Corbyn did catch May out regarding nursing training places. The bursary has been canned, so where are the 10,000 newly qualified nurses she promised?

May replied that there were indeed 10,000 places available, that is all well and good, but nobody has taken them up. I have a stable for 45,000 unicorns it just isn’t very busy at the moment.

When on the back foot May rolled out the old “if you were in power the NHS would collapse due to excessive borrowing” etc etc

She said Labour is now not “boom and bust” but “borrowing and bankrupt,” I wasn’t sure if she was still talking about Corbyn or her increase in business rates, sending companies to the wall…
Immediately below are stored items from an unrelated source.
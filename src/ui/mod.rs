// Copyright (c) 2025, Jason Jenkins
// SPDX-License-Identifier: BSD-3-Clause

//! UI components for the rangefinder application.

pub mod canvas;
pub mod properties;
pub mod toolbar;
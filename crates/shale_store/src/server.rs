//! The server coordinator.
//!
//! Owns the lifecycle of every subsystem: catalog, shard array, segment
//! router, lock managers, worker pools, network, replication, expiry index,
//! stats, cron and the slow-log. Startup installs subsystems leaf-first and
//! accepting connections is strictly last; stop tears everything down in
//! reverse and quiesces every producer before shared state goes away.

use std::collections::{HashMap, HashSet};
use std::net::SocketAddr;
use std::sync::atomic::{AtomicBool, AtomicU64, Ordering};
use std::sync::{Arc, Mutex, RwLock};
use std::time::{Duration, Instant};

use anyhow::Context;
use bytes::Bytes;
use futures_util::FutureExt;
use tokio::sync::Notify;
use tokio::task::JoinHandle;

use crate::catalog::{Catalog, StoreMainMeta};
use crate::commands;
use crate::config::ServerConfig;
use crate::error::{Error, Result};
use crate::executor::WorkerPool;
use crate::index::IndexManager;
use crate::locks::{LockMode, MgLockMgr, PessimisticMgr};
use crate::network::{Network, SessionConn, SessionRunner};
use crate::repl::ReplManager;
use crate::segment::SegmentMgr;
use crate::session::SessionHandle;
use crate::slowlog::SlowLog;
use crate::stats::{
    self, ns_since_epoch, us_since_epoch, Metric, NetworkMatrix, PoolMatrix, RequestMatrix,
    ServerStat,
};
use crate::store::{Store, StoreMode, CATALOG_NAME};

/// What the session framework should do with the session after a dispatch.
pub enum DispatchOutcome {
    /// Write the reply and keep serving the session.
    Reply(Bytes),
    /// The socket was handed to replication; never touch it again.
    Detached,
    /// The server is not running; close the session.
    Closed,
}

struct ServerInner {
    sessions: HashMap<u64, SessionHandle>,
    monitors: Vec<SessionHandle>,
    requirepass: String,
    masterauth: String,
    slowlog: Option<SlowLog>,
}

pub struct Server {
    cfg: ServerConfig,
    startup_time_ns: u64,
    running: AtomicBool,
    stopped: AtomicBool,
    shutdown_requested: AtomicBool,
    ftmc_enabled: AtomicBool,
    ts_ep: AtomicU64,
    next_session_id: AtomicU64,
    /// Wakes the cron loop and stop waiters.
    notify: Notify,

    stat: ServerStat,
    net_matrix: Arc<NetworkMatrix>,
    pool_matrix: Arc<PoolMatrix>,
    req_matrix: Arc<RequestMatrix>,

    keyspace: RwLock<Option<Arc<fjall::Keyspace>>>,
    catalog: RwLock<Option<Arc<Catalog>>>,
    stores: RwLock<Vec<Arc<Store>>>,
    segment_mgr: RwLock<Option<Arc<SegmentMgr>>>,
    pessimistic_mgr: RwLock<Option<Arc<PessimisticMgr>>>,
    mg_lock_mgr: RwLock<Option<Arc<MgLockMgr>>>,
    executors: RwLock<Vec<Arc<WorkerPool>>>,
    network: RwLock<Option<Arc<Network>>>,
    repl_mgr: RwLock<Option<Arc<ReplManager>>>,
    index_mgr: RwLock<Option<Arc<IndexManager>>>,

    inner: Mutex<ServerInner>,
    cron: Mutex<Option<JoinHandle<()>>>,
}

/// Periodicity gate on the cron tick counter. Periods at or below the tick
/// interval collapse to every tick.
fn every(period_ms: u64, tick: u64) -> bool {
    period_ms <= 100 || tick % (period_ms / 100) == 0
}

fn render_args(args: &[Vec<u8>]) -> String {
    args.iter()
        .map(|a| String::from_utf8_lossy(a).into_owned())
        .collect::<Vec<_>>()
        .join(" ")
}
Sycophantic question of the day

Paul Scully, Con, who praised the FA Cup runs of two non-league sides this year. This left May with pie on her face when she congratulated the MP for Stroud mistaking him for the member from Lincoln.

 Winner

Tom Watson, Lab, who performed a “dab,” at the end of Corbyn’s questions. To those not under 16, it is a dance move from the hip-hop scene in Atlanta, Georgia.

Asked if the Prime Minister knew what a dab was, Theresa May’s spokesman said: “I beg your pardon. Is it a radio?” Well at least he didn’t refer to it as a wireless, that’s progress of a sort.